Mounting pressures and workloads are causing teachers to leave the profession. Thousands of teachers across the country are retiring, quitting, or taking a leave of absence, the Associated Press reported. With the added work of preparing curriculum and presentations, learning new software, engaging students, and assessing what was learned for in-person and online classrooms, many teachers are overwhelmed and burned out.
One in five teachers in May 2020 responded to a USA Today/Ipsos poll saying they felt unsafe returning to the classroom because of the coronavirus. With numbers of infections rising across the country to record-breaking levels, many school districts are returning to at least a hybrid instruction for students. In some areas of the country, like Indiana, Florida and Alaska, teachers are expected to be back in-person full-time.
As a result, many teachers are looking to leave the profession. One transition for teachers that could come with a higher salary and lower cost for benefits is the talent development profession.
The talent development profession is set to grow by 10 percent year over year—a rate much higher than the national average job growth rate, according to the Bureau of Labor Statistics.
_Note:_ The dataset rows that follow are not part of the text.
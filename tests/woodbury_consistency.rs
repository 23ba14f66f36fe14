//! Two grouped random intercepts (crossed, not nested) under a
//! Bernoulli-logit likelihood: the structure planner routes this
//! combination onto the grouped-Woodbury path (no GP component, more than
//! one grouped component, no Vecchia/FITC preference requested). Checks
//! that fitting and predicting through that reduced-rank path stay finite
//! and well-formed.

use gprem::{Engine, FitOptions, GroupedSpec, ModelSpec, PathPreference, PredictOptions};
use gprem::engine::PredictionRow;
use gprem::predictor::ComponentQuery;

fn simulate(n_a: usize, n_b: usize, per_cell: usize) -> (Vec<i64>, Vec<i64>, Vec<f64>) {
    let mut a_ids = Vec::new();
    let mut b_ids = Vec::new();
    let mut y = Vec::new();
    for a in 0..n_a {
        for b in 0..n_b {
            let logit = if (a + b) % 2 == 0 { 1.5 } else { -1.5 };
            for i in 0..per_cell {
                a_ids.push(a as i64);
                b_ids.push(b as i64);
                let p = 1.0 / (1.0 + (-logit).exp());
                let u = ((i * 13 + a * 5 + b * 3) % 10) as f64 / 10.0;
                y.push(if u < p { 1.0 } else { 0.0 });
            }
        }
    }
    (a_ids, b_ids, y)
}

#[test]
fn fit_and_predict_stay_finite_on_the_grouped_woodbury_path() {
    let (a_ids, b_ids, y) = simulate(4, 3, 5);
    let n = y.len();

    let spec = ModelSpec {
        cluster_ids: vec![0; n],
        grouped: vec![
            GroupedSpec { group_ids: a_ids, coefficient: None, initial_variance: 1.0 },
            GroupedSpec { group_ids: b_ids, coefficient: None, initial_variance: 1.0 },
        ],
        gp: vec![],
        likelihood: "bernoulli_logit".into(),
        path_preference: PathPreference::Dense,
    };

    let mut engine = Engine::create(&spec, FitOptions { max_iter: 60, ..FitOptions::default() }, PredictOptions::default()).unwrap();
    engine.set_response(&y).unwrap();

    let summary = engine.fit().unwrap();
    assert!(summary.neg_log_likelihood.is_finite());
    assert_eq!(summary.cov_pars.len(), 2);
    assert!(summary.cov_pars.iter().all(|&p| p.is_finite() && p > 0.0));

    engine.set_prediction_data(vec![
        PredictionRow {
            cluster_id: 0,
            queries: vec![ComponentQuery::GroupedLevel(Some(0)), ComponentQuery::GroupedLevel(Some(0))],
            fixed_offset: 0.0,
            covariates: None,
        },
        PredictionRow {
            cluster_id: 0,
            queries: vec![ComponentQuery::GroupedLevel(None), ComponentQuery::GroupedLevel(None)],
            fixed_offset: 0.0,
            covariates: None,
        },
    ]);
    let preds = engine.predict().unwrap();
    assert_eq!(preds.len(), 2);
    for p in &preds {
        assert!(p.mean.is_finite());
        if let Some(v) = p.variance {
            assert!(v >= -1e-9);
        }
    }
}
//! Gradient descent with optional Nesterov momentum, applied on the log
//! scale for covariance/auxiliary parameters and on the natural scale for
//! coefficients. Step halving on a rejected step is *permanent* for
//! gradient descent: once the learning rate shrinks it stays shrunk for
//! the rest of the run, unlike Fisher scoring's fresh full step every
//! iteration.

use crate::options::{FitOptions, NesterovScheduleVersion};

pub struct GdState {
    velocity: Vec<f64>,
    lr_scale: f64,
}

impl GdState {
    pub fn new(n: usize) -> Self {
        Self { velocity: vec![0.0; n], lr_scale: 1.0 }
    }

    pub fn shrink_permanently(&mut self) {
        self.lr_scale *= 0.5;
    }

    /// One Nesterov-accelerated step. Returns the delta to subtract from
    /// the current parameter vector (already signed for a minimizing
    /// update, i.e. `param -= delta`).
    pub fn step(&mut self, grad: &[f64], lr: f64, acc_rate: f64, opts: &FitOptions, iter: usize) -> Vec<f64> {
        let n = grad.len();
        if self.velocity.len() != n {
            self.velocity = vec![0.0; n];
        }
        let momentum = if !opts.use_nesterov || iter < opts.momentum_offset {
            0.0
        } else {
            match opts.nesterov_schedule_version {
                NesterovScheduleVersion::Constant => acc_rate,
                NesterovScheduleVersion::Adaptive => 1.0 - 3.0 / (6.0 + iter as f64),
            }
        };
        let step_lr = lr * self.lr_scale;
        let mut delta = vec![0.0; n];
        for i in 0..n {
            self.velocity[i] = momentum * self.velocity[i] + step_lr * grad[i];
            delta[i] = self.velocity[i];
        }
        delta
    }
}

#[cfg(test)]
mod tests {
    use super::*;
    use crate::options::FitOptions;

    #[test]
    fn step_moves_in_gradient_direction_scaled_by_lr() {
        let mut gd = GdState::new(2);
        let opts = FitOptions { use_nesterov: false, ..FitOptions::default() };
        let delta = gd.step(&[1.0, -2.0], 0.1, 0.5, &opts, 0);
        assert!((delta[0] - 0.1).abs() < 1e-12);
        assert!((delta[1] - (-0.2)).abs() < 1e-12);
    }

    #[test]
    fn permanent_shrink_persists_across_calls() {
        let mut gd = GdState::new(1);
        let opts = FitOptions { use_nesterov: false, ..FitOptions::default() };
        gd.shrink_permanently();
        let delta = gd.step(&[1.0], 0.1, 0.5, &opts, 0);
        assert!((delta[0] - 0.05).abs() < 1e-12);
    }

    #[test]
    fn nesterov_adaptive_schedule_ramps_up_after_offset() {
        let mut gd = GdState::new(1);
        let opts = FitOptions { use_nesterov: true, momentum_offset: 2, ..FitOptions::default() };
        gd.step(&[1.0], 0.1, 0.5, &opts, 0);
        let before_offset = gd.velocity[0];
        gd.step(&[1.0], 0.1, 0.5, &opts, 2);
        assert!(gd.velocity[0] > before_offset);
    }
}
//! Exponential-kernel GP on a small 1-D grid, dense Cholesky path: fit
//! then predict at both a training location (mean should recover the
//! fitted pseudo-response closely) and a genuinely new location.

use gprem::{Engine, FitOptions, GpSpec, Kernel, ModelSpec, PathPreference, PredictOptions};
use gprem::engine::PredictionRow;
use gprem::predictor::ComponentQuery;
use ndarray::Array1;

fn simulate(n: usize) -> (Vec<Vec<f64>>, Vec<f64>) {
    let mut coords = Vec::new();
    let mut y = Vec::new();
    for i in 0..n {
        let x = i as f64 * 0.2;
        coords.push(vec![x]);
        y.push((x * 0.7).sin());
    }
    (coords, y)
}

/// Distance from a query coordinate to every unique training location, in
/// the same (first-occurrence) order `Engine::create` assigned them - here
/// just the original insertion order, since every simulated coordinate is
/// already distinct.
fn distances_to_training(coords: &[Vec<f64>], query: f64) -> Array1<f64> {
    Array1::from_iter(coords.iter().map(|c| (c[0] - query).abs()))
}

#[test]
fn fit_and_predict_are_finite_with_nonnegative_variance() {
    let (coords, y) = simulate(30);
    let n = y.len();

    let spec = ModelSpec {
        cluster_ids: vec![0; n],
        grouped: vec![],
        gp: vec![GpSpec {
            coords: coords.clone(),
            kernel: Kernel::Exponential,
            coefficient: None,
            initial_variance: 1.0,
            initial_range: 0.5,
        }],
        likelihood: "gaussian".into(),
        path_preference: PathPreference::Dense,
    };

    let mut engine = Engine::create(&spec, FitOptions { max_iter: 50, ..FitOptions::default() }, PredictOptions::default()).unwrap();
    engine.set_response(&y).unwrap();
    let summary = engine.fit().unwrap();
    assert!(summary.neg_log_likelihood.is_finite());
    assert_eq!(summary.cov_pars.len(), 2);
    assert!(summary.cov_pars[0] > 0.0 && summary.cov_pars[1] > 0.0);

    engine.set_prediction_data(vec![
        PredictionRow {
            cluster_id: 0,
            queries: vec![ComponentQuery::GpDistance(distances_to_training(&coords, 0.0))],
            fixed_offset: 0.0,
            covariates: None,
        },
        PredictionRow {
            cluster_id: 0,
            queries: vec![ComponentQuery::GpDistance(distances_to_training(&coords, 100.0))],
            fixed_offset: 0.0,
            covariates: None,
        },
    ]);
    let preds = engine.predict().unwrap();
    assert_eq!(preds.len(), 2);
    for p in &preds {
        assert!(p.mean.is_finite());
        let v = p.variance.expect("predict_var defaults to true");
        assert!(v >= -1e-9);
    }
    // A point far from every training location should revert close to the
    // prior mean and see close to the prior marginal variance.
    assert!(preds[1].mean.abs() < preds[0].mean.abs() + summary.cov_pars[0]);
}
According to the 2017 ATD salary report, the average talent development professional makes between $80,000 and $89,000. And teachers are skilled in many of the same areas as trainers, talent development managers, and instructional designers.
Instructional designers are tasked with analyzing and understanding what their audience needs to learn; creating and designing that coursework, along with developing instructional materials, handouts, and job aids; then assessing what the audience has learned. While the models may sound different and the audience may be a bit taller and have more facial hair than what K–12 teachers are used to, the fundamental skills are based on the same components.
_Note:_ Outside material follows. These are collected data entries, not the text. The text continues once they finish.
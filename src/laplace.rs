//! Laplace / Fisher-Laplace inner solver. Finds the posterior mode `m`
//! maximizing `log p(y | Zm+f) - ½ mᵀ Σ⁻¹ m` by Newton's method, using
//! whichever structure-specific linear solve the active
//! [`crate::structure::StructureTag`] calls for, with shared backtracking,
//! cap-change safeguarding, and convergence logic.

use ndarray::Array1;

use crate::cluster::ClusterState;
use crate::component::ComponentRegistry;
use crate::covariance::{self, FactorizationCache};
use crate::error::{GpremError, Result};
use crate::likelihood::Likelihood;
use crate::linalg::{chol_solve, log_det_from_chol};
use crate::options::{ApproximationType, FitOptions};
use crate::structure::{StructureFlags, StructureTag};

const CAP_CHANGE: f64 = 4.605170185988091; // ln(100)

fn uses_exponential_inverse_link(likelihood: &Likelihood) -> bool {
    matches!(
        likelihood.kind,
        crate::likelihood::LikelihoodKind::Poisson
            | crate::likelihood::LikelihoodKind::Gamma
            | crate::likelihood::LikelihoodKind::NegativeBinomial
    )
}

/// Expand the RE-scale mode `b` (length = total random-effect count) to
/// the data scale `Zb`, summing each component's contribution.
pub(crate) fn mode_to_latent(mode: &Array1<f64>, registry: &ComponentRegistry, num_data: usize) -> Array1<f64> {
    let mut f = Array1::<f64>::zeros(num_data);
    let mut offset = 0usize;
    for comp in &registry.components {
        let n = comp.num_re();
        let b_j = mode.slice(ndarray::s![offset..offset + n]).to_owned();
        f = f + comp.incidence.apply(&b_j);
        offset += n;
    }
    f
}

pub(crate) fn total_re(registry: &ComponentRegistry) -> usize {
    registry.components.iter().map(|c| c.num_re()).sum()
}

/// Result of one converged (or exhausted) Newton run.
pub struct LaplaceResult {
    pub mode: Array1<f64>,
    pub a_vec: Array1<f64>,
    pub approx_marginal_ll: f64,
    pub first_deriv_log_lik: Array1<f64>,
    pub diag_information_log_lik: Array1<f64>,
    pub cache: FactorizationCache,
    pub na_or_inf: bool,
    pub iterations: usize,
}

/// Solve for the posterior mode of one cluster. `fixed_offset` is `f`
/// in `log p(y | Zm+f)` (the fixed-effect linear predictor, all-zeros if
/// there are no covariates).
#[allow(clippy::too_many_arguments)]
pub fn solve_mode(
    flags: &StructureFlags,
    registry: &ComponentRegistry,
    likelihood: &Likelihood,
    y: &Array1<f64>,
    fixed_offset: &Array1<f64>,
    state: &mut ClusterState,
    approximation_type: ApproximationType,
    opts: &FitOptions,
) -> Result<LaplaceResult> {
    let num_data = y.len();
    let is_woodbury = matches!(
        flags.tag,
        StructureTag::GroupedWoodbury | StructureTag::SingleGroupedOnReScale
    );
    let nugget = if flags.gauss_likelihood { Some(likelihood.aux_pars[0]) } else { None };
    let re_len = total_re(registry);

    let mut mode = if is_woodbury {
        if state.mode.len() == re_len { state.mode.clone() } else { Array1::zeros(re_len) }
    } else if state.mode.len() == num_data {
        state.mode.clone()
    } else {
        Array1::zeros(num_data)
    };

    let mut warned_indefinite = false;
    let mut prev_obj = f64::NEG_INFINITY;
    let mut na_or_inf = false;
    let mut last_cache: Option<FactorizationCache> = None;
    let mut last_grad = Array1::<f64>::zeros(num_data);
    let mut last_w = Array1::<f64>::zeros(num_data);
    let mut last_a_vec = mode.clone();
    let mut iterations = 0usize;

    for iter in 0..opts.max_iter.min(200) {
        iterations = iter + 1;
        let f_latent = if is_woodbury { mode_to_latent(&mode, registry, num_data) } else { mode.clone() };
        let eta = &f_latent + fixed_offset;

        let mut grad = Array1::<f64>::zeros(num_data);
        let mut w = Array1::<f64>::zeros(num_data);
        for i in 0..num_data {
            grad[i] = likelihood.d_log_lik_d_eta(y[i], eta[i]);
            let use_expected = approximation_type == ApproximationType::FisherLaplace;
            let mut wi = if use_expected {
                likelihood.expected_diag_info(y[i], eta[i])
            } else {
                likelihood.observed_diag_info(y[i], eta[i])
            };
            if !use_expected && wi <= 0.0 && !likelihood.observed_info_always_psd() {
                if !warned_indefinite {
                    log::warn!("Laplace W indefinite for Student-t likelihood; falling back to Fisher-Laplace information for this step");
                    warned_indefinite = true;
                }
                wi = likelihood.expected_diag_info(y[i], eta[i]);
            }
            w[i] = wi.max(1e-10);
        }

        let cache = covariance::factorize(
            flags,
            registry,
            num_data,
            nugget,
            Some(&w),
            crate::covariance::vecchia::DEFAULT_NUM_NEIGHBORS,
            opts.cg_preconditioner,
        )?;

        let rhs = &w * &f_latent + &grad;
        let mut proposed = solve_newton_system(&cache, registry, &rhs, &w, opts.cg_max_iter, opts.cg_delta_conv)?;

        let base = if is_woodbury { mode.clone() } else { f_latent.clone() };
        if uses_exponential_inverse_link(likelihood) {
            for i in 0..proposed.len() {
                let delta = proposed[i] - base[i];
                if delta.abs() > CAP_CHANGE {
                    proposed[i] = base[i] + delta.signum() * CAP_CHANGE;
                }
            }
        }

        let mut lr = 1.0f64;
        let mut accepted = false;
        let mut trial_mode = mode.clone();
        let mut obj = f64::NAN;
        let mut a_vec_trial = Array1::<f64>::zeros(proposed.len());

        for _ in 0..=opts.max_lr_shrinkage_steps_newton {
            trial_mode = &base + &((&proposed - &base) * lr);
            let f_trial = if is_woodbury { mode_to_latent(&trial_mode, registry, num_data) } else { trial_mode.clone() };
            let eta_trial = &f_trial + fixed_offset;
            let sum_ll: f64 = (0..num_data).map(|i| likelihood.log_lik(y[i], eta_trial[i])).sum();
            a_vec_trial = &rhs - &(&w * &f_trial);
            let quad = a_vec_trial.dot(&f_trial);
            let log_det = log_det_for(&cache, &w);
            obj = -0.5 * quad + sum_ll - 0.5 * log_det;

            if obj.is_finite() && (iter == 0 || obj >= prev_obj - 1e-12) {
                accepted = true;
                break;
            }
            lr *= 0.5;
        }

        if !accepted {
            na_or_inf = true;
            log::warn!("Laplace Newton backtracking exhausted for one cluster; rolling back mode");
            break;
        }

        mode = trial_mode;
        last_cache = Some(cache);
        last_grad = grad;
        last_w = w;
        last_a_vec = a_vec_trial;

        let rel_change = (obj - prev_obj).abs() / obj.abs().max(1.0);
        prev_obj = obj;
        if iter > 0 && rel_change < opts.delta_rel_conv {
            break;
        }
    }

    let cache = last_cache.ok_or_else(|| GpremError::InnerDiverged("Newton loop produced no accepted step".into()))?;

    Ok(LaplaceResult {
        mode,
        a_vec: last_a_vec,
        approx_marginal_ll: prev_obj,
        first_deriv_log_lik: last_grad,
        diag_information_log_lik: last_w,
        cache,
        na_or_inf,
        iterations,
    })
}

/// `log|I + Ψ W|`, the log-determinant term of the approximate marginal
/// log-likelihood. The dense path's cached Cholesky factor already *is*
/// `chol(I + W^½ Ψ W^½)`, so its log-determinant is the answer directly.
/// The RE-scale Woodbury and FITC paths factor a smaller reduced system, so
/// their log-determinants need the Sylvester-identity correction that maps
/// the reduced factor's determinant back onto `|I + ΨW|`.
pub(crate) fn log_det_for(cache: &FactorizationCache, w: &Array1<f64>) -> f64 {
    match cache {
        FactorizationCache::Dense { chol, .. } => log_det_from_chol(chol),
        FactorizationCache::GroupedWoodbury { chol_m, sigma_inv_diag, .. } => {
            // |I + ΨW| = |Σ_re| |M| = |M| / |Σ_re⁻¹|.
            log_det_from_chol(chol_m) - sigma_inv_diag.iter().map(|v| v.ln()).sum::<f64>()
        }
        FactorizationCache::Fitc { chol_m, chol_uu, d_plus_w_inv, .. } => {
            let sum_ln_w: f64 = w.iter().map(|v| v.ln()).sum();
            let sum_ln_d_plus_w_inv: f64 = d_plus_w_inv.iter().map(|v| v.ln()).sum();
            sum_ln_w + sum_ln_d_plus_w_inv - log_det_from_chol(chol_uu) + log_det_from_chol(chol_m)
        }
        FactorizationCache::Vecchia { d, .. } => d.iter().map(|v| v.ln()).sum(),
    }
}

/// Solve `(Σ⁻¹ + W) x = rhs` (or, for the Woodbury path, its RE-scale
/// analogue) using whichever structural cache [`covariance::factorize`]
/// produced. For the `Dense`/`Vecchia`/`Fitc` caches this is exactly the
/// posterior-covariance operator `Σ_post = (K⁻¹+W)⁻¹` applied to `rhs`;
/// reused by the gradient engine for the same reason the Newton loop needs
/// it.
pub(crate) fn solve_newton_system(
    cache: &FactorizationCache,
    registry: &ComponentRegistry,
    rhs: &Array1<f64>,
    w: &Array1<f64>,
    cg_max_iter: usize,
    cg_delta_conv: f64,
) -> Result<Array1<f64>> {
    match cache {
        FactorizationCache::Dense { psi, chol, .. } => {
            let psi_rhs = psi.dot(rhs);
            let sw: Array1<f64> = w.mapv(f64::sqrt);
            let tmp = chol_solve(chol, &(&sw * &psi_rhs));
            Ok(&psi_rhs - &(&sw * &tmp))
        }
        FactorizationCache::GroupedWoodbury { chol_m, .. } => {
            let mut rhs_re = Array1::<f64>::zeros(chol_m.nrows());
            let mut offset = 0usize;
            for comp in &registry.components {
                let n = comp.num_re();
                let contrib = comp.incidence.apply_transpose(rhs);
                for k in 0..n {
                    rhs_re[offset + k] = contrib[k];
                }
                offset += n;
            }
            Ok(chol_solve(chol_m, &rhs_re))
        }
        FactorizationCache::Vecchia { b, d, .. } => {
            let apply_a = |v: &Array1<f64>| -> Array1<f64> {
                let bv = b.matvec(v);
                let dinv_bv = &bv / d;
                let btdinv = b.matvec_transpose(&dinv_bv);
                &btdinv + &(w * v)
            };
            let (x, _iters) = crate::linalg::conjugate_gradient(apply_a, rhs, |v| v.clone(), cg_max_iter, cg_delta_conv);
            Ok(x)
        }
        FactorizationCache::Fitc { chol_m, sigma_nm, d_plus_w_inv, .. } => {
            let d_inv_rhs = rhs / d_plus_w_inv;
            let sm_t_rhs = sigma_nm.t().dot(&d_inv_rhs);
            let correction = chol_solve(chol_m, &sm_t_rhs);
            let sm_correction = sigma_nm.dot(&correction);
            Ok(&d_inv_rhs - &(&sm_correction / d_plus_w_inv))
        }
    }
}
Moving from the classroom to the talent development space can seem daunting for some; but for many, the love of teaching is the main reason why they make the switch—and find themselves so good at their new jobs.
“After feeling like such a failure in the public school sector, this job (teaching adults technology) really helped me gain back my confidence in my own teaching abilities. I also found that I was actually a very good teacher!” said Hillarie Hunt, learning and development director at the Northwest Evaluation Association and a former high school teacher.
Of course, teachers experience many challenges when transferring to the training space. And to be honest, teaching a roomful of adults a concept as dry as compliance is not going to give you the same fulfillment as teaching a child how to read or helping them discover that space and time is continuous. For all the pluses of the talent development field, there are certainly a few drawbacks as well—and many feel similar to those in the K–12 environment.
No organization or role is without its problems or downfalls, but for those considering leaving teaching K–12, a natural next step in your education career might be moving to the adult education space and the talent development profession.